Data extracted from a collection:
================================
use csnotes_core::{AuthContext, AuthProvider, ClientConfig, LoginClient};

use crate::auth::{KeychainLoginNavigator, TokenStore};
use crate::config::load_client_config;
use crate::error::CliError;

fn account_client(config: &ClientConfig) -> Result<LoginClient, CliError> {
    Ok(LoginClient::new(
        config.resolved_base_url()?,
        config.request_timeout(),
    )?)
}

/// Log in and persist the token. Returns it for callers holding a live session.
pub async fn sign_in(
    config: &ClientConfig,
    store: &TokenStore,
    username: &str,
    password: &str,
) -> Result<String, CliError> {
    let token = account_client(config)?.login(username, password).await?;
    store.save(&token)?;
    Ok(token)
}

pub async fn run_login(
    api_url: Option<String>,
    username: &str,
    password: &str,
) -> Result<(), CliError> {
    let config = load_client_config(api_url)?;
    sign_in(&config, &TokenStore::open()?, username, password).await?;
    println!("Signed in as {}", username.trim());
    Ok(())
}

pub async fn run_register(
    api_url: Option<String>,
    username: &str,
    password: &str,
) -> Result<(), CliError> {
    let config = load_client_config(api_url)?;
    account_client(&config)?.register(username, password).await?;
    println!(
        "Registered {}. Run `csnotes login --username {} --password ...` to sign in.",
        username, username
    );
    Ok(())
}

pub fn run_logout() -> Result<(), CliError> {
    let store = TokenStore::open()?;
    let token = store.load()?.unwrap_or_default();
    AuthContext::with_token(token, KeychainLoginNavigator::new(store)).clear();
    Ok(())
}
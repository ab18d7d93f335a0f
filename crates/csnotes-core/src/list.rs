//! List panel synchronization.

use std::sync::atomic::{AtomicU64, Ordering};
use std::sync::Arc;

use crate::api::{ApiResponse, NoteApi};
use crate::surface::{Notice, NoteRow, PanelSurface, RowAction};
use crate::view::ViewState;

/// What a [`NoteListSynchronizer::refresh`] did to the list panel.
#[derive(Debug, Clone, Copy, PartialEq, Eq)]
pub enum RefreshOutcome {
    /// Rows were rebuilt with this many entries.
    Rendered(usize),
    /// The server reported errors; the list was emptied.
    Failed,
    /// The request never completed; rows were left alone.
    Unreachable,
    /// A newer refresh was issued while this one was in flight.
    Superseded,
}

pub struct NoteListSynchronizer<A, S> {
    api: Arc<A>,
    surface: Arc<S>,
    /// Generation of the rows currently on screen.
    generation: AtomicU64,
    /// Sequence number of the most recently issued refresh.
    latest_request: AtomicU64,
}

impl<A: NoteApi, S: PanelSurface> NoteListSynchronizer<A, S> {
    pub const fn new(api: Arc<A>, surface: Arc<S>) -> Self {
        Self {
            api,
            surface,
            generation: AtomicU64::new(0),
            latest_request: AtomicU64::new(0),
        }
    }

    pub async fn refresh(&self) -> RefreshOutcome {
        let request = self.latest_request.fetch_add(1, Ordering::SeqCst) + 1;
        let result = self.api.list().await;

        if self.latest_request.load(Ordering::SeqCst) != request {
            tracing::debug!("Dropping note list response {request}; a newer refresh is pending");
            return RefreshOutcome::Superseded;
        }

        match result {
            Ok(ApiResponse::Models(notes)) => {
                let generation = self.next_generation();
                let rows = notes
                    .iter()
                    .map(|note| NoteRow::bind(note, generation))
                    .collect::<Vec<_>>();
                self.surface.replace_rows(&rows);
                RefreshOutcome::Rendered(rows.len())
            }
            Ok(ApiResponse::Errors(errors)) => {
                for error in &errors {
                    tracing::error!("Failed to list notes: {}", error);
                }
                self.next_generation();
                self.surface.replace_rows(&[]);
                RefreshOutcome::Failed
            }
            Ok(ApiResponse::Fields(fields)) => {
                for (field, message) in fields.iter() {
                    tracing::error!("Unexpected field error listing notes: {field}: {message}");
                }
                self.next_generation();
                self.surface.replace_rows(&[]);
                RefreshOutcome::Failed
            }
            Err(error) => {
                tracing::error!("Note list request failed: {}", error);
                self.surface.show_notice(ViewState::List, Notice::Unreachable);
                RefreshOutcome::Unreachable
            }
        }
    }

    /// Whether `action` belongs to the rows currently rendered.
    pub fn is_live(&self, action: &RowAction) -> bool {
        action.generation == self.generation.load(Ordering::SeqCst)
    }

    fn next_generation(&self) -> u64 {
        self.generation.fetch_add(1, Ordering::SeqCst) + 1
    }
}
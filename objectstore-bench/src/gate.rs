//! A one-shot signal that releases all workers of a phase at once.

use std::sync::Arc;

use tokio::sync::watch;

/// Synchronizes the start of all workers.
///
/// Workers [`wait`](Self::wait) on a clone of the gate until it is [opened](Self::open). Opening
/// is a broadcast: every current and future waiter observes it, and the gate can never be closed
/// again.
#[derive(Clone, Debug)]
pub struct StartGate {
    sender: Arc<watch::Sender<bool>>,
}

impl StartGate {
    /// Creates a closed gate.
    pub fn new() -> Self {
        let (sender, _) = watch::channel(false);
        Self {
            sender: Arc::new(sender),
        }
    }

    /// Creates a gate that is already open.
    pub fn opened() -> Self {
        let gate = Self::new();
        gate.open();
        gate
    }

    /// Releases all waiters.
    pub fn open(&self) {
        self.sender.send_replace(true);
    }

    /// Returns `true` if the gate has been opened.
    pub fn is_open(&self) -> bool {
        *self.sender.borrow()
    }

    /// Waits until the gate is opened.
    pub async fn wait(&self) {
        let mut receiver = self.sender.subscribe();
        // The sender lives as long as `self`, so this cannot fail.
        let _ = receiver.wait_for(|open| *open).await;
    }
}

impl Default for StartGate {
    fn default() -> Self {
        Self::new()
    }
}

#[cfg(test)]
mod tests {
    use std::sync::atomic::{AtomicUsize, Ordering};
    use std::time::Duration;

    use super::*;

    #[tokio::test]
    async fn open_releases_all_waiters() {
        let gate = StartGate::new();
        let released = Arc::new(AtomicUsize::new(0));

        let waiters: Vec<_> = (0..8)
            .map(|_| {
                let gate = gate.clone();
                let released = Arc::clone(&released);
                tokio::spawn(async move {
                    gate.wait().await;
                    released.fetch_add(1, Ordering::SeqCst);
                })
            })
            .collect();

        tokio::time::sleep(Duration::from_millis(20)).await;
        assert_eq!(released.load(Ordering::SeqCst), 0);
        assert!(!gate.is_open());

        gate.open();
        futures::future::join_all(waiters).await;
        assert_eq!(released.load(Ordering::SeqCst), 8);
    }

    #[tokio::test]
    async fn waiting_on_open_gate_returns_immediately() {
        let gate = StartGate::opened();
        assert!(gate.is_open());
        tokio::time::timeout(Duration::from_secs(1), gate.wait())
            .await
            .unwrap();
    }
}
================================
PROBLEM REQUIREMENTS:
Go through the data above and return each line containing the string "struct".

OUTPUT FOR THIS EXERCISE:
pub struct NoteListSynchronizer<A, S> {
pub struct StartGate {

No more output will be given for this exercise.